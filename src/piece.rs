use std::fmt;

use crate::board::Board;
use crate::position::Position;

/// The player owning a piece.
#[derive(Debug, Clone, Copy, PartialEq, Eq, Hash)]
pub enum Side {
    White,
    Black,
}

impl Side {
    #[inline]
    pub const fn opposite(self) -> Self {
        match self {
            Side::White => Side::Black,
            Side::Black => Side::White,
        }
    }

    /// Rank step a pawn of this side advances by.
    #[inline]
    pub const fn forward(self) -> i32 {
        match self {
            Side::White => 1,
            Side::Black => -1,
        }
    }

    /// 0-based rank of this side's back row.
    #[inline]
    pub const fn back_rank(self) -> i32 {
        match self {
            Side::White => 0,
            Side::Black => 7,
        }
    }

    /// 0-based rank pawns of this side start on.
    #[inline]
    pub const fn pawn_rank(self) -> i32 {
        self.back_rank() + self.forward()
    }
}

impl From<Side> for shakmaty::Color {
    fn from(side: Side) -> Self {
        match side {
            Side::White => shakmaty::Color::White,
            Side::Black => shakmaty::Color::Black,
        }
    }
}

#[derive(Debug, Clone, Copy, PartialEq, Eq, Hash)]
pub enum PieceKind {
    Pawn,
    Rook,
    Knight,
    Bishop,
    Queen,
    King,
}

impl From<PieceKind> for shakmaty::Role {
    fn from(kind: PieceKind) -> Self {
        match kind {
            PieceKind::Pawn => shakmaty::Role::Pawn,
            PieceKind::Rook => shakmaty::Role::Rook,
            PieceKind::Knight => shakmaty::Role::Knight,
            PieceKind::Bishop => shakmaty::Role::Bishop,
            PieceKind::Queen => shakmaty::Role::Queen,
            PieceKind::King => shakmaty::Role::King,
        }
    }
}

/// A piece standing on the board.
///
/// Pieces are owned by the [`Board`]; `position` always equals the key of the
/// cell holding the piece.
#[derive(Debug, Clone, Copy, PartialEq, Eq)]
pub struct Piece {
    kind: PieceKind,
    side: Side,
    position: Position,
}

impl Piece {
    pub(crate) const fn new(kind: PieceKind, side: Side, position: Position) -> Self {
        Self {
            kind,
            side,
            position,
        }
    }

    #[inline]
    pub const fn kind(&self) -> PieceKind {
        self.kind
    }

    #[inline]
    pub const fn side(&self) -> Side {
        self.side
    }

    #[inline]
    pub const fn position(&self) -> Position {
        self.position
    }

    pub(crate) fn set_position(&mut self, position: Position) {
        self.position = position;
    }

    /// Single letter for this piece: upper case for White, lower case for Black.
    pub fn char(&self) -> char {
        shakmaty::Piece {
            role: self.kind.into(),
            color: self.side.into(),
        }
        .char()
    }

    /// Decides whether this piece may move to `candidate` on the current board.
    ///
    /// Pure: evaluates geometry, path blocking and capture rules only. There is
    /// no notion of check, castling, en passant or promotion.
    pub fn legal_destination(&self, candidate: Position, board: &Board) -> bool {
        if candidate == self.position {
            return false;
        }
        // Never onto our own piece, whatever the kind.
        if board.occupant_side(candidate) == Some(self.side) {
            return false;
        }

        let df = candidate.file() - self.position.file();
        let dr = candidate.rank() - self.position.rank();

        match self.kind {
            PieceKind::Pawn => self.pawn_reaches(candidate, df, dr, board),
            PieceKind::Rook => (df == 0 || dr == 0) && self.slides_to(candidate, board),
            PieceKind::Bishop => df.abs() == dr.abs() && self.slides_to(candidate, board),
            PieceKind::Queen => {
                (df == 0 || dr == 0 || df.abs() == dr.abs()) && self.slides_to(candidate, board)
            }
            PieceKind::Knight => matches!((df.abs(), dr.abs()), (1, 2) | (2, 1)),
            PieceKind::King => df.abs().max(dr.abs()) == 1,
        }
    }

    /// Every position [`Self::legal_destination`] accepts, in a1..h8 order.
    pub fn destinations(&self, board: &Board) -> Vec<Position> {
        Position::all()
            .filter(|&candidate| self.legal_destination(candidate, board))
            .collect()
    }

    fn pawn_reaches(&self, candidate: Position, df: i32, dr: i32, board: &Board) -> bool {
        let d = self.side.forward();

        if dr == d && df == 0 {
            board.is_empty(candidate)
        } else if dr == d && self.position.is_adjacent_file(candidate) {
            board.occupant_side(candidate) == Some(self.side.opposite())
        } else if dr == 2 * d && df == 0 {
            // The square being skipped must be empty as well.
            self.position.rank() == self.side.pawn_rank()
                && board.is_empty(candidate)
                && self.slides_to(candidate, board)
        } else {
            false
        }
    }

    /// Any occupied cell strictly between here and `to` blocks the slide.
    fn slides_to(&self, to: Position, board: &Board) -> bool {
        self.position
            .between(to)
            .into_iter()
            .all(|cell| board.is_empty(cell))
    }
}

impl fmt::Display for Piece {
    fn fmt(&self, f: &mut fmt::Formatter<'_>) -> fmt::Result {
        write!(f, "{}{}", self.char(), self.position)
    }
}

◆ BRIEF ◆
All that belongs in your answer is the stretch of entries above from the line with "Position::all()" through the line with "let d = self.side.forward();", printed exactly.

◆ PROBLEM SOLUTION ◆
        Position::all()
            .filter(|&candidate| self.legal_destination(candidate, board))
            .collect()
    }

    fn pawn_reaches(&self, candidate: Position, df: i32, dr: i32, board: &Board) -> bool {
        let d = self.side.forward();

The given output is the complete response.